Afghanistan is not an isolated case, but rather exemplifies a growing drift in the geopolitics deployed in the Middle East region, which has become a great barometer of impunity in which the fate of civilians does not occupy even discursive considerations for the powers. occupants.
Neither for the international ones, with Russia playing an increasing leadership with its scorched earth policies, nor for the regional ones (Iran and Saudi Arabia, but also Israel or Turkey), nor for the dictatorships themselves that subject their populations openly and without the need to comply with minimum human rights guidelines, not even in the face of the gallery (Assad in Syria or Sisi in Egypt).
The fall of the masks that were dressed in search of liberation and the interference, occupations and alliances with which the US and other powers seek to advance their interests is seen with more clarity if possible if we look at Israel and Palestine. The layer of discourse seeking a just solution, which clashed with the fait accompli in support of the occupation on the ground, has given way in recent years to measures much more representative of true American intentions, as demonstrated by the unilateral declaration of Jerusalem as the capital of Israel.

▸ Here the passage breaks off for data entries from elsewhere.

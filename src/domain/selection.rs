//! Trade log candidate selection.
//!
//! Narrows the aggregated candidate rows to one strategy variant: drop the
//! excluded indices, keep one event type and one holding-day number.

use std::collections::HashSet;

use super::trade::TradeCandidate;

#[derive(Debug, Clone, Default, PartialEq)]
pub struct TradeLogFilter {
    pub exclude_indices: Vec<String>,
    pub event_type: Option<String>,
    pub holding_day: Option<u32>,
}

impl TradeLogFilter {
    pub fn is_empty(&self) -> bool {
        self.exclude_indices.is_empty() && self.event_type.is_none() && self.holding_day.is_none()
    }

    pub fn matches(&self, candidate: &TradeCandidate) -> bool {
        if !self.exclude_indices.is_empty() {
            if let Some(index) = &candidate.index_name {
                if self.exclude_indices.iter().any(|x| x == index) {
                    return false;
                }
            }
        }

        if let Some(event_type) = &self.event_type {
            if candidate.event_type.as_deref() != Some(event_type.as_str()) {
                return false;
            }
        }

        if let Some(day) = self.holding_day {
            if candidate.holding_day != Some(day) {
                return false;
            }
        }

        true
    }

    pub fn apply(&self, candidates: Vec<TradeCandidate>) -> Vec<TradeCandidate> {
        if self.is_empty() {
            return candidates;
        }
        let before = candidates.len();
        let kept: Vec<TradeCandidate> = candidates.into_iter().filter(|c| self.matches(c)).collect();
        log::info!("selection kept {} of {} candidates", kept.len(), before);
        kept
    }
}

/// Parse a comma separated index list, trimming blanks and duplicates.
pub fn parse_index_list(input: &str) -> Vec<String> {
    let mut seen = HashSet::new();
    input
        .split(',')
        .map(str::trim)
        .filter(|s| !s.is_empty())
        .filter(|s| seen.insert(s.to_string()))
        .map(str::to_string)
        .collect()
}

#[cfg(test)]
mod tests {
    use super::*;
    use chrono::NaiveDate;

    fn candidate(index: Option<&str>, event: Option<&str>, day: Option<u32>) -> TradeCandidate {
        TradeCandidate {
            ticker: "X".into(),
            date: NaiveDate::from_ymd_opt(2024, 1, 2).unwrap(),
            open: Some(10.0),
            close: Some(10.0),
            previous_close: None,
            lookback_close: None,
            volume: Some(100.0),
            adv20: None,
            volatility: None,
            index_name: index.map(str::to_string),
            event_type: event.map(str::to_string),
            holding_day: day,
        }
    }

    fn sp400_ir7d() -> TradeLogFilter {
        TradeLogFilter {
            exclude_indices: vec![
                "DJIA".into(),
                "DJTA".into(),
                "S&P 100".into(),
                "S&P 500".into(),
                "S&P SmallCap 600".into(),
            ],
            event_type: Some("Index Review".into()),
            holding_day: Some(7),
        }
    }

    #[test]
    fn empty_filter_keeps_everything() {
        let f = TradeLogFilter::default();
        assert!(f.is_empty());
        let rows = vec![candidate(None, None, None), candidate(Some("DJIA"), None, None)];
        assert_eq!(f.apply(rows).len(), 2);
    }

    #[test]
    fn keeps_matching_row() {
        assert!(sp400_ir7d().matches(&candidate(Some("S&P MidCap 400"), Some("Index Review"), Some(7))));
    }

    #[test]
    fn drops_excluded_index() {
        assert!(!sp400_ir7d().matches(&candidate(Some("S&P 500"), Some("Index Review"), Some(7))));
    }

    #[test]
    fn drops_other_event_type() {
        assert!(!sp400_ir7d().matches(&candidate(Some("S&P MidCap 400"), Some("Corporate Action"), Some(7))));
    }

    #[test]
    fn drops_other_holding_day() {
        assert!(!sp400_ir7d().matches(&candidate(Some("S&P MidCap 400"), Some("Index Review"), Some(2))));
    }

    #[test]
    fn rows_without_required_metadata_are_dropped() {
        assert!(!sp400_ir7d().matches(&candidate(Some("S&P MidCap 400"), None, Some(7))));
        assert!(!sp400_ir7d().matches(&candidate(Some("S&P MidCap 400"), Some("Index Review"), None)));
    }

    #[test]
    fn parse_index_list_trims_and_dedups() {
        assert_eq!(
            parse_index_list(" DJIA, S&P 100 ,,DJIA "),
            vec!["DJIA".to_string(), "S&P 100".to_string()]
        );
    }
}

The trend is palpable also on the part of the European powers, in a context of border closures, increased impunity and weakening of the mechanisms for the protection of the most vulnerable people. This is demonstrated by the decision of the Danish Government to withdraw the residence permit of refugees from Syria, returning them to a country where dissidents murdered “on an industrial scale“and in which they face almost certain death.
The measure supposes a change in the conceptions of “security” and “stability” linked to a abandonment of responsibility of a country that in 1951 was the first to sign the United Nations Convention relating to the Status of Refugees, which establishes the rights of refugees and the obligations of states to protect them.
Faced with the previous democratizing claim, and also facing the “we owe you nothing” to which the great powers tend today, it is urgent, as Sylvester emphasizes, to promote approaches to wars focused on understanding and attending to their effects on their protagonists. It is urgent to hear the requests of those who live and suffer them in the first person, of those who resist giving us great examples of courage and humanity, such as the Afghan women who today yell at us that they are still there.